I created an animation of hierarchical clustering of the US into friendship networks from 2 to 50 clusters. The clusters show areas which are more tightly linked in terms of friendships (high probability of friendship). The white regions in the animation are the two regions that were created by the most recent split.
The data are at the county level, so counties are never split across clusters.
Now THIS is interesting data. What a cool way to look at Facebook friend info.
Really interesting to look at what areas share friendships, and which ones don’t (or share less).
Speaking as a Minnesotan, it’s absolutely wild to me that us (and the Dakotas, apparently) are SO distinct that the very *first* geographical carve out is MN + the Dakotas vs. Everyone Else, instead of like, East vs. West or something.
It’s fascinating that many of the clusters are very much based on states, but some are not. New England being so well defined is exciting to me.
I’m a bit lost (not a data science expert).
Are friendship networks supposed to mean who people are friends with according to state? As in you go through the friends list and categorize by location? Or is it more so the posts and where they come from?
I guess what I’m asking is please explain like I’m 5.
What I think is super interesting, if you look at the northern border of North Carolina, there’s a little carve-out that appears to be Patrick and Henry Counties in Virginia. I’m FROM that carve-out and now live in the middle of NC, and it’s wild to imagine that, “born on the NC border in two counties that were hit hard in the 90s, went to college then moved south to find work just as Facebook was dragging us in (and our families)” was pronounced to show up here.
Then you go back and look at other similar little carve-outs on state borders: one in MO/AR, another in ND/NB. It makes me wonder about those, given what I know about my own.
I think the last frame looks like the first cut of a US map with more sensible state boundaries, based more on human geography.

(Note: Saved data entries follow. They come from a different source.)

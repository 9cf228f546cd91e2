//! Shared primitive types used across the CRM.

/// Store row id of a customer.
pub type CustomerId = i64;

/// Store row id of a call record.
pub type CallRecordId = i64;

/// Store row id of a call assignment.
pub type CallAssignmentId = i64;

/// Store row id of a logged follow-up action.
pub type FollowUpActionId = i64;

/// Login name of an agent, manager or admin. Authentication lives elsewhere.
pub type Username = String;

/// Number of calendar days between two dates (may be negative).
pub type Days = i64;
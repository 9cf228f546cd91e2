//! autocare-core: customer lifecycle engine and CRM store for an auto-care
//! call center.
//!
//! The engine (`inspection`, `classification`, `happy_call`, `engine`) is
//! pure and takes its reference date as a parameter. Everything else is a
//! collaborator that loads customers from the store, calls the engine and
//! saves the result.

pub mod assignment;
pub mod call_outcome;
pub mod classification;
pub mod clock;
pub mod config;
pub mod customer;
pub mod dashboard;
pub mod engine;
pub mod error;
pub mod event;
pub mod happy_call;
pub mod import_pipeline;
pub mod inspection;
pub mod name_generator;
pub mod normalize;
pub mod recompute_job;
pub mod rng;
pub mod sample_data;
pub mod store;
pub mod types;
//! Image download for generated pages
//!
//! Fetches each generated image URL to a local file with a timeout, a
//! payload size cap, and raster-format sniffing before anything is
//! written to disk.

use crate::config::DownloadConfig;
use crate::error::{DrawbookError, Result};
use reqwest::Client;
use std::path::Path;
use std::time::Duration;
use url::Url;

/// Downloader for generated image URLs
///
/// # Examples
///
/// ```no_run
/// use drawbook::config::DownloadConfig;
/// use drawbook::download::ImageDownloader;
/// use url::Url;
///
/// # async fn example() -> drawbook::error::Result<()> {
/// let downloader = ImageDownloader::new(&DownloadConfig::default())?;
/// let url = Url::parse("https://img.example/1.png")?;
/// downloader.download(&url, "sessions/images/jungle_01/img_1.png".as_ref()).await?;
/// # Ok(())
/// # }
/// ```
pub struct ImageDownloader {
    client: Client,
    max_bytes: usize,
}

impl ImageDownloader {
    /// Create a new downloader
    ///
    /// # Arguments
    ///
    /// * `config` - Timeout and size limit settings
    ///
    /// # Errors
    ///
    /// Returns error if HTTP client initialization fails
    pub fn new(config: &DownloadConfig) -> Result<Self> {
        let client = Client::builder()
            .timeout(Duration::from_secs(config.timeout_seconds))
            .user_agent(concat!("drawbook/", env!("CARGO_PKG_VERSION")))
            .build()
            .map_err(|e| DrawbookError::Download(format!("Failed to create HTTP client: {}", e)))?;

        Ok(Self {
            client,
            max_bytes: config.max_image_bytes,
        })
    }

    /// Download `url` to `dest`, creating parent directories as needed
    ///
    /// The payload must be no larger than the configured limit and must
    /// sniff as a known raster image format; otherwise nothing is written.
    ///
    /// # Arguments
    ///
    /// * `url` - Image URL returned by the image source
    /// * `dest` - Destination file path
    ///
    /// # Errors
    ///
    /// Returns `DrawbookError::Download` on HTTP failure, an oversized or
    /// non-image payload, or a write failure
    pub async fn download(&self, url: &Url, dest: &Path) -> Result<()> {
        tracing::debug!("Downloading {} to {}", url, dest.display());

        let response = self
            .client
            .get(url.clone())
            .send()
            .await
            .map_err(|e| DrawbookError::Download(format!("Request for {} failed: {}", url, e)))?;

        let status = response.status();
        if !status.is_success() {
            return Err(DrawbookError::Download(format!(
                "Image fetch returned {} for {}",
                status, url
            ))
            .into());
        }

        if let Some(length) = response.content_length() {
            if length as usize > self.max_bytes {
                return Err(DrawbookError::Download(format!(
                    "Image is {} bytes, limit is {}",
                    length, self.max_bytes
                ))
                .into());
            }
        }

        let bytes = response
            .bytes()
            .await
            .map_err(|e| DrawbookError::Download(format!("Failed to read image body: {}", e)))?;

        if bytes.len() > self.max_bytes {
            return Err(DrawbookError::Download(format!(
                "Image is {} bytes, limit is {}",
                bytes.len(),
                self.max_bytes
            ))
            .into());
        }

        image::guess_format(&bytes).map_err(|_| {
            DrawbookError::Download(format!("Payload from {} is not a recognized image", url))
        })?;

        if let Some(parent) = dest.parent() {
            std::fs::create_dir_all(parent).map_err(|e| {
                DrawbookError::Download(format!(
                    "Failed to create {}: {}",
                    parent.display(),
                    e
                ))
            })?;
        }

        std::fs::write(dest, &bytes).map_err(|e| {
            DrawbookError::Download(format!("Failed to write {}: {}", dest.display(), e))
        })?;

        tracing::info!("Downloaded {} bytes to {}", bytes.len(), dest.display());
        Ok(())
    }
}
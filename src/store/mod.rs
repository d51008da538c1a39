//! Session persistence for Drawbook
//!
//! Durable mapping from session name to (topic, ideas, image paths),
//! backed by one pretty-printed JSON file per session under a root
//! directory, plus an `images/` subdirectory holding one folder of
//! downloaded pages per session.
//!
//! Failure semantics at this boundary: `save` reports its failure as an
//! error for the caller to surface; `load`, `list`, and `delete` catch
//! all I/O and parse failures and translate them to sentinel values
//! (`None`, an empty list, or a [`DeleteOutcome`]). Nothing here is fatal
//! to the calling process.

mod types;

pub use types::{DeleteOutcome, RetryPolicy, SessionRecord};

use crate::error::{DrawbookError, Result};
use regex::Regex;
use std::path::{Path, PathBuf};
use std::time::Instant;

/// Directory under the storage root that holds per-session image folders
const IMAGES_DIR: &str = "images";

/// Maximum accepted session name length
const MAX_NAME_LEN: usize = 128;

/// File-backed session store
///
/// Sessions have exactly two states, absent and present. [`save`] moves
/// absent to present or overwrites a present session; [`delete`] moves
/// present to absent and is idempotent.
///
/// The image folder for a session is a single deterministic derivation
/// from its name, owned by this store (see [`image_dir`]). Callers must
/// not derive their own folder paths.
///
/// [`save`]: SessionStore::save
/// [`delete`]: SessionStore::delete
/// [`image_dir`]: SessionStore::image_dir
///
/// # Examples
///
/// ```no_run
/// use drawbook::store::{SessionRecord, SessionStore};
///
/// # fn main() -> drawbook::error::Result<()> {
/// let store = SessionStore::new("sessions")?;
/// let record = SessionRecord::new(
///     "Jungle Animals",
///     vec!["A monkey on vines".to_string()],
///     vec!["sessions/images/jungle_01/img_1.png".to_string()],
/// );
/// store.save("jungle_01", &record)?;
/// assert!(store.load("jungle_01").is_some());
/// # Ok(())
/// # }
/// ```
pub struct SessionStore {
    root: PathBuf,
    retry: RetryPolicy,
}

impl SessionStore {
    /// Open a session store rooted at `root`, creating the directory
    /// layout if needed
    ///
    /// # Arguments
    ///
    /// * `root` - Root directory for session records and images
    ///
    /// # Errors
    ///
    /// Returns `DrawbookError::Storage` if the directories cannot be created
    pub fn new(root: impl Into<PathBuf>) -> Result<Self> {
        let root = root.into();
        std::fs::create_dir_all(root.join(IMAGES_DIR)).map_err(|e| {
            DrawbookError::Storage(format!(
                "Failed to create session directory {}: {}",
                root.display(),
                e
            ))
        })?;

        Ok(Self {
            root,
            retry: RetryPolicy::default(),
        })
    }

    /// Replace the image folder removal retry policy
    pub fn with_retry_policy(mut self, retry: RetryPolicy) -> Self {
        self.retry = retry;
        self
    }

    /// Storage root this store operates on
    pub fn root(&self) -> &Path {
        &self.root
    }

    /// Image folder for a session, derived from its name
    ///
    /// This is the only derivation of a session's image folder; save,
    /// load, and delete all agree on it.
    ///
    /// # Arguments
    ///
    /// * `name` - Session name
    pub fn image_dir(&self, name: &str) -> PathBuf {
        self.root.join(IMAGES_DIR).join(name)
    }

    /// Record file for a session
    fn session_file(&self, name: &str) -> PathBuf {
        self.root.join(format!("{}.json", name))
    }

    /// Validate a session name for use as a filesystem key
    ///
    /// Accepts non-empty names of letters, digits, dots, underscores, and
    /// dashes that start with a letter or digit, up to 128 characters.
    ///
    /// # Arguments
    ///
    /// * `name` - Candidate session name
    ///
    /// # Errors
    ///
    /// Returns `DrawbookError::InvalidSessionName` for names that are empty,
    /// too long, or contain characters outside the safe set
    pub fn validate_name(name: &str) -> Result<()> {
        if name.is_empty() {
            return Err(
                DrawbookError::InvalidSessionName("name must not be empty".to_string()).into(),
            );
        }

        if name.len() > MAX_NAME_LEN {
            return Err(DrawbookError::InvalidSessionName(format!(
                "name exceeds {} characters",
                MAX_NAME_LEN
            ))
            .into());
        }

        let pattern = Regex::new(r"^[A-Za-z0-9][A-Za-z0-9._-]*$").unwrap();
        if !pattern.is_match(name) {
            return Err(DrawbookError::InvalidSessionName(format!(
                "name must match [A-Za-z0-9][A-Za-z0-9._-]*, got: {}",
                name
            ))
            .into());
        }

        Ok(())
    }

    /// Persist a session record under `name`, fully replacing any prior
    /// record with the same name
    ///
    /// # Arguments
    ///
    /// * `name` - Session name (the storage key)
    /// * `record` - Session record to persist
    ///
    /// # Errors
    ///
    /// Returns `DrawbookError::InvalidSessionName` for an unusable name,
    /// `DrawbookError::MismatchedImageCount` if the idea and image path
    /// lists differ in length, and `DrawbookError::Storage` if the record
    /// cannot be written
    pub fn save(&self, name: &str, record: &SessionRecord) -> Result<()> {
        Self::validate_name(name)?;

        if record.ideas.len() != record.image_paths.len() {
            return Err(DrawbookError::MismatchedImageCount {
                ideas: record.ideas.len(),
                images: record.image_paths.len(),
            }
            .into());
        }

        let path = self.session_file(name);
        if path.exists() {
            tracing::warn!("Overwriting existing session '{}'", name);
        }

        let json = serde_json::to_string_pretty(record)
            .map_err(|e| DrawbookError::Storage(format!("Failed to serialize session: {}", e)))?;

        std::fs::write(&path, json).map_err(|e| {
            DrawbookError::Storage(format!("Failed to write {}: {}", path.display(), e))
        })?;

        tracing::info!("Saved session '{}' ({} pages)", name, record.page_count());
        Ok(())
    }

    /// Load the session record for `name`
    ///
    /// Returns `None` for a missing record, an invalid name, or a record
    /// that fails to parse; read and parse failures are logged and never
    /// propagated.
    ///
    /// # Arguments
    ///
    /// * `name` - Session name
    pub fn load(&self, name: &str) -> Option<SessionRecord> {
        if Self::validate_name(name).is_err() {
            tracing::debug!("Rejecting load of invalid session name: {}", name);
            return None;
        }

        let path = self.session_file(name);
        let contents = match std::fs::read_to_string(&path) {
            Ok(contents) => contents,
            Err(e) if e.kind() == std::io::ErrorKind::NotFound => return None,
            Err(e) => {
                tracing::warn!("Failed to read session '{}': {}", name, e);
                return None;
            }
        };

        match serde_json::from_str(&contents) {
            Ok(record) => Some(record),
            Err(e) => {
                tracing::warn!("Session '{}' is malformed, treating as absent: {}", name, e);
                None
            }
        }
    }

    /// List the names of all stored sessions
    ///
    /// Names are derived from the `.json` record files under the storage
    /// root. Order is filesystem enumeration order and is not guaranteed
    /// to be stable or chronological. An unreadable root yields an empty
    /// list.
    pub fn list(&self) -> Vec<String> {
        let entries = match std::fs::read_dir(&self.root) {
            Ok(entries) => entries,
            Err(e) => {
                tracing::warn!(
                    "Failed to read session directory {}: {}",
                    self.root.display(),
                    e
                );
                return Vec::new();
            }
        };

        entries
            .filter_map(|entry| {
                let path = entry.ok()?.path();
                if path.extension().and_then(|e| e.to_str()) != Some("json") {
                    return None;
                }
                path.file_stem()
                    .and_then(|s| s.to_str())
                    .map(|s| s.to_string())
            })
            .collect()
    }

    /// Delete the session `name`: remove its record file, then its image
    /// folder with bounded retries
    ///
    /// Deleting an absent session is an idempotent no-op reporting
    /// [`DeleteOutcome::Complete`]. If the record cannot be removed, or
    /// the image folder survives every removal attempt (for example while
    /// another process holds a file open inside it), the outcome is
    /// [`DeleteOutcome::Partial`]. Nothing is propagated as an error.
    ///
    /// # Arguments
    ///
    /// * `name` - Session name
    pub async fn delete(&self, name: &str) -> DeleteOutcome {
        if Self::validate_name(name).is_err() {
            tracing::debug!("Rejecting delete of invalid session name: {}", name);
            return DeleteOutcome::Complete;
        }

        let path = self.session_file(name);
        match std::fs::remove_file(&path) {
            Ok(()) => tracing::info!("Removed session record '{}'", name),
            Err(e) if e.kind() == std::io::ErrorKind::NotFound => {}
            Err(e) => {
                tracing::warn!("Failed to remove session record '{}': {}", name, e);
                return DeleteOutcome::Partial;
            }
        }

        self.remove_image_dir(name).await
    }

    /// Remove a session's image folder, retrying per the configured policy
    async fn remove_image_dir(&self, name: &str) -> DeleteOutcome {
        let dir = self.image_dir(name);
        if !dir.exists() {
            return DeleteOutcome::Complete;
        }

        let started = Instant::now();
        let mut last_error = None;

        for attempt in 1..=self.retry.max_attempts {
            match std::fs::remove_dir_all(&dir) {
                Ok(()) => {
                    tracing::info!("Removed image folder for session '{}'", name);
                    return DeleteOutcome::Complete;
                }
                Err(e) if e.kind() == std::io::ErrorKind::NotFound => {
                    return DeleteOutcome::Complete;
                }
                Err(e) => {
                    tracing::debug!(
                        "Attempt {}/{} to remove {} failed: {}",
                        attempt,
                        self.retry.max_attempts,
                        dir.display(),
                        e
                    );
                    last_error = Some(e);
                }
            }

            if attempt < self.retry.max_attempts {
                if started.elapsed() + self.retry.delay > self.retry.total_timeout {
                    break;
                }
                tokio::time::sleep(self.retry.delay).await;
            }
        }

        tracing::warn!(
            "Image folder {} could not be removed: {}",
            dir.display(),
            last_error
                .map(|e| e.to_string())
                .unwrap_or_else(|| "unknown error".to_string())
        );
        DeleteOutcome::Partial
    }
}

There’s something to be said about just how badly people avoid being friends with Texans if you’re not already in Texas.
Would be really interesting to see this with county/state lines superimposed.
All of this and we STILL have two Dakotas
I’m honestly surprised that NJ is all in one region instead of being split into NY/Philly Metro areas.

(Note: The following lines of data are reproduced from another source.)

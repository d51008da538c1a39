//! Provider traits and the credential type
//!
//! This module defines the traits the generation pipeline depends on,
//! plus the API key wrapper that keeps the credential out of logs.

use crate::error::Result;
use async_trait::async_trait;
use url::Url;

/// User-supplied API credential
///
/// Wraps the secret so it cannot leak through `Debug` formatting. The
/// credential lives for the process only and is never persisted.
///
/// # Examples
///
/// ```
/// use drawbook::providers::ApiKey;
///
/// let key = ApiKey::new("sk-secret");
/// assert_eq!(format!("{:?}", key), "ApiKey(***)");
/// ```
#[derive(Clone)]
pub struct ApiKey(String);

impl ApiKey {
    /// Wrap an API key string
    pub fn new(key: impl Into<String>) -> Self {
        Self(key.into())
    }

    /// Expose the secret for request authorization headers
    pub fn expose(&self) -> &str {
        &self.0
    }
}

impl std::fmt::Debug for ApiKey {
    fn fmt(&self, f: &mut std::fmt::Formatter<'_>) -> std::fmt::Result {
        write!(f, "ApiKey(***)")
    }
}

/// Source of coloring page ideas
///
/// Given a topic and a count, returns an ordered sequence of exactly
/// `count` short scene descriptions.
#[async_trait]
pub trait IdeaSource: Send + Sync {
    /// Generate `count` coloring page ideas for `topic`
    ///
    /// # Arguments
    ///
    /// * `topic` - Theme to brainstorm around
    /// * `count` - Number of ideas required
    ///
    /// # Errors
    ///
    /// Returns error if the service call fails, the credential is
    /// rejected, or the service returns fewer ideas than requested
    async fn generate_ideas(&self, topic: &str, count: usize) -> Result<Vec<String>>;
}

/// Source of generated images
///
/// Given a scene description, returns a retrievable URL to a rendered
/// raster image. Called once per idea, sequentially.
#[async_trait]
pub trait ImageSource: Send + Sync {
    /// Render `description` as an image and return its URL
    ///
    /// # Arguments
    ///
    /// * `description` - Scene to render
    ///
    /// # Errors
    ///
    /// Returns error if the service call fails or the credential is
    /// rejected
    async fn generate_image(&self, description: &str) -> Result<Url>;
}
//! Command-line interface definition for Drawbook
//!
//! This module defines the CLI structure using clap's derive API,
//! providing commands for page generation and session management.

use clap::{Parser, Subcommand};
use std::path::PathBuf;

/// Drawbook - AI coloring-book page generator
///
/// Brainstorm coloring page ideas for a topic with an AI text model,
/// render each idea as black-and-white line art with an AI image model,
/// and manage the resulting sessions on local disk.
#[derive(Parser, Debug, Clone)]
#[command(name = "drawbook")]
#[command(version, about, long_about = None)]
pub struct Cli {
    /// Path to configuration file
    #[arg(short, long, default_value = "config/config.yaml")]
    pub config: Option<String>,

    /// Enable verbose logging
    #[arg(short, long)]
    pub verbose: bool,

    /// Override the session storage root directory
    #[arg(long, env = "DRAWBOOK_SESSIONS_ROOT")]
    pub sessions_root: Option<PathBuf>,

    /// Command to execute
    #[command(subcommand)]
    pub command: Commands,
}

/// Available commands for Drawbook
#[derive(Subcommand, Debug, Clone)]
pub enum Commands {
    /// Generate coloring pages for a topic
    Generate {
        /// Topic to brainstorm coloring page ideas for (e.g. "Jungle Animals")
        #[arg(short, long)]
        topic: String,

        /// Number of pages to generate (defaults to the configured count)
        #[arg(short = 'n', long)]
        count: Option<usize>,

        /// Session name to save under (derived from topic and timestamp if omitted)
        #[arg(long)]
        name: Option<String>,

        /// API key for the AI provider
        #[arg(long, env = "DRAWBOOK_API_KEY", hide_env_values = true)]
        api_key: String,
    },

    /// Manage saved sessions
    Sessions {
        /// Session management subcommand
        #[command(subcommand)]
        command: SessionCommand,
    },
}

/// Session management subcommands
#[derive(Subcommand, Debug, Clone)]
pub enum SessionCommand {
    /// List all saved sessions
    List,

    /// Show a saved session's topic, ideas, and image paths
    Show {
        /// Session name
        name: String,
    },

    /// Delete a saved session and its image folder
    Delete {
        /// Session name
        name: String,
    },
}

impl Cli {
    /// Parse command line arguments
    ///
    /// # Returns
    ///
    /// Returns the parsed CLI structure
    pub fn parse_args() -> Self {
        Self::parse()
    }
}

#[cfg(test)]
mod tests {
    use super::*;

    #[test]
    fn test_cli_parse_generate() {
        let cli = Cli::try_parse_from([
            "drawbook",
            "generate",
            "--topic",
            "Jungle Animals",
            "--api-key",
            "sk-test",
        ]);
        assert!(cli.is_ok());
        let cli = cli.unwrap();
        if let Commands::Generate {
            topic,
            count,
            name,
            api_key,
        } = cli.command
        {
            assert_eq!(topic, "Jungle Animals");
            assert_eq!(count, None);
            assert_eq!(name, None);
            assert_eq!(api_key, "sk-test");
        } else {
            panic!("Expected Generate command");
        }
    }

    #[test]
    fn test_cli_parse_generate_with_count_and_name() {
        let cli = Cli::try_parse_from([
            "drawbook",
            "generate",
            "--topic",
            "Space",
            "-n",
            "5",
            "--name",
            "space_01",
            "--api-key",
            "sk-test",
        ]);
        assert!(cli.is_ok());
        let cli = cli.unwrap();
        if let Commands::Generate { count, name, .. } = cli.command {
            assert_eq!(count, Some(5));
            assert_eq!(name, Some("space_01".to_string()));
        } else {
            panic!("Expected Generate command");
        }
    }

    #[test]
    fn test_cli_parse_generate_requires_topic() {
        let cli = Cli::try_parse_from(["drawbook", "generate", "--api-key", "sk-test"]);
        assert!(cli.is_err());
    }

    #[test]
    fn test_cli_parse_sessions_list() {
        let cli = Cli::try_parse_from(["drawbook", "sessions", "list"]);
        assert!(cli.is_ok());
        let cli = cli.unwrap();
        if let Commands::Sessions { command } = cli.command {
            assert!(matches!(command, SessionCommand::List));
        } else {
            panic!("Expected Sessions command");
        }
    }

    #[test]
    fn test_cli_parse_sessions_show() {
        let cli = Cli::try_parse_from(["drawbook", "sessions", "show", "jungle_01"]);
        assert!(cli.is_ok());
        let cli = cli.unwrap();
        if let Commands::Sessions { command } = cli.command {
            if let SessionCommand::Show { name } = command {
                assert_eq!(name, "jungle_01");
            } else {
                panic!("Expected Show subcommand");
            }
        } else {
            panic!("Expected Sessions command");
        }
    }

    #[test]
    fn test_cli_parse_sessions_delete() {
        let cli = Cli::try_parse_from(["drawbook", "sessions", "delete", "jungle_01"]);
        assert!(cli.is_ok());
        let cli = cli.unwrap();
        if let Commands::Sessions { command } = cli.command {
            if let SessionCommand::Delete { name } = command {
                assert_eq!(name, "jungle_01");
            } else {
                panic!("Expected Delete subcommand");
            }
        } else {
            panic!("Expected Sessions command");
        }
    }

    #[test]
    fn test_cli_parse_config_override() {
        let cli = Cli::try_parse_from(["drawbook", "--config", "custom.yaml", "sessions", "list"]);
        assert!(cli.is_ok());
        assert_eq!(cli.unwrap().config, Some("custom.yaml".to_string()));
    }

    #[test]
    fn test_cli_parse_sessions_root_override() {
        let cli = Cli::try_parse_from([
            "drawbook",
            "--sessions-root",
            "/tmp/sessions",
            "sessions",
            "list",
        ]);
        assert!(cli.is_ok());
        assert_eq!(
            cli.unwrap().sessions_root,
            Some(PathBuf::from("/tmp/sessions"))
        );
    }
}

My guess is that Long Island is too tightly knit and pulls the rest of the city + lower NY with it?
What are you using to define the borders? County boundaries?
So interesting how state lines become visible!
So what are we looking at here, are each of these slides a map of regions with the highest instances of friendship occurrences?
What does the K value signify? Example when K = 2, only the region around North& South Dakota & Minnesota is highlighted – does that mean that area was used as a starting area, or that its significantly different from the rest of the states / most unique or isolated from friendships back to the rest of the state areas?
I guess this proves that the UP does in fact belong to Wisconsin.
I am surprised that no part of CT got lumped in with NYC/Long Island
Really fascinating how many states are clearly visible, how many get combined, and how many get divided up. Great work!
Apparently, that’s how state lines should be drawn.
How granular is the location data?
The clusters look to be county level at the finest. Is that because the data is county level, or are the clusters naturally county level? Or am I wrong about this observation all together?
The reason I ask is because county level granularity isn’t uniform across the country. It’s much more fine grained in the east than the west.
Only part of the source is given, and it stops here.